▶ HOW TO COMPLETE THIS TASK
Among the following entries, how many lines hold the string "struct"? State only the number.

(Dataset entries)
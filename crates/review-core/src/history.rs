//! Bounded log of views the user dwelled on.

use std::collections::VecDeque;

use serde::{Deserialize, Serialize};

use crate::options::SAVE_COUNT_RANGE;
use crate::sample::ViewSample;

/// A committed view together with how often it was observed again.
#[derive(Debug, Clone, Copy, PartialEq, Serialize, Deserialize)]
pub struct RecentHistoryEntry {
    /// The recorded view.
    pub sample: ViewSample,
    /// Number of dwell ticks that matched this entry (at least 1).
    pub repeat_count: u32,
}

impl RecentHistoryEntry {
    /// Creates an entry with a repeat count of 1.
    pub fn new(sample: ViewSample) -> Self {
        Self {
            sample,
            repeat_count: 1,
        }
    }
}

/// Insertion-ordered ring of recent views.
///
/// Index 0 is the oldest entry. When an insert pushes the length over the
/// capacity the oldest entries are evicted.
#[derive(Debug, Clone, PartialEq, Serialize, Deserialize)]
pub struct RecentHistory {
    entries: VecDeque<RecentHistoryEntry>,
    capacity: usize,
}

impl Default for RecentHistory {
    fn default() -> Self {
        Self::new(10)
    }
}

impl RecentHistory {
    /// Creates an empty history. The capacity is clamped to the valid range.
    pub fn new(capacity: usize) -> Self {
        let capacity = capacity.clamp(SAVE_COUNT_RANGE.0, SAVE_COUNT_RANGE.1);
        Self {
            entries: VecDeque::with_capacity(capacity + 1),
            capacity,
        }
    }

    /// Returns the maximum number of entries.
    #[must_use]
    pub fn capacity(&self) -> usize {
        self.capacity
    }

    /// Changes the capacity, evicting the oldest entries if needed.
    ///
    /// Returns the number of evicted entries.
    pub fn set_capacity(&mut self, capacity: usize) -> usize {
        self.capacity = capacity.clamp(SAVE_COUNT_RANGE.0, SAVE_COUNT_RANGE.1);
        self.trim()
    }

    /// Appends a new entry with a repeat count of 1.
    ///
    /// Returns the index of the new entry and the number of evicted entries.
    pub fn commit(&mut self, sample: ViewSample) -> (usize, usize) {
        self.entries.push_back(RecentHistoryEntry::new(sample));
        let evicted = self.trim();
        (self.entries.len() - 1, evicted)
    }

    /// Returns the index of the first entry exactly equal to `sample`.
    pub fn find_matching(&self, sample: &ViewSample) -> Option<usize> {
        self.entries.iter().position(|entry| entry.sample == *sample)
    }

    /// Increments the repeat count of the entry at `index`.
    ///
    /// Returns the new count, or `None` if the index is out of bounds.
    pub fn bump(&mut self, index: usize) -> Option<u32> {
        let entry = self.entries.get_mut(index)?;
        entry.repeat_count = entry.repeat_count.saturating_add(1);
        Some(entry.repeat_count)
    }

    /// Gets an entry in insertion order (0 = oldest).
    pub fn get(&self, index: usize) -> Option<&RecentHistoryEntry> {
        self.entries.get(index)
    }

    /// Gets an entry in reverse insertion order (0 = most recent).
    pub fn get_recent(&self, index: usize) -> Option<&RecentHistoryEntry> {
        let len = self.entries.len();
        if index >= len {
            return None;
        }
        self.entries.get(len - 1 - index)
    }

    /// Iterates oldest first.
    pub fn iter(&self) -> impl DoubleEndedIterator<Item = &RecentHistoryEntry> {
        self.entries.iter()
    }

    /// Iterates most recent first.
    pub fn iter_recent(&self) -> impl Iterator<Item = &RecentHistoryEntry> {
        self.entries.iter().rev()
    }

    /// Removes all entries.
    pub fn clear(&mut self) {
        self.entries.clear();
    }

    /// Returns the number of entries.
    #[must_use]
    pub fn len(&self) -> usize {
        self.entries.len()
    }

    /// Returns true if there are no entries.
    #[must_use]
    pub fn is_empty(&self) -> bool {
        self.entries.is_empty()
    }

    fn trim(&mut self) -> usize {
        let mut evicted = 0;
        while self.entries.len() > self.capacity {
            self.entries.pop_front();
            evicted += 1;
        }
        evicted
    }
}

▶ SOLUTION TO THE PROBLEM
2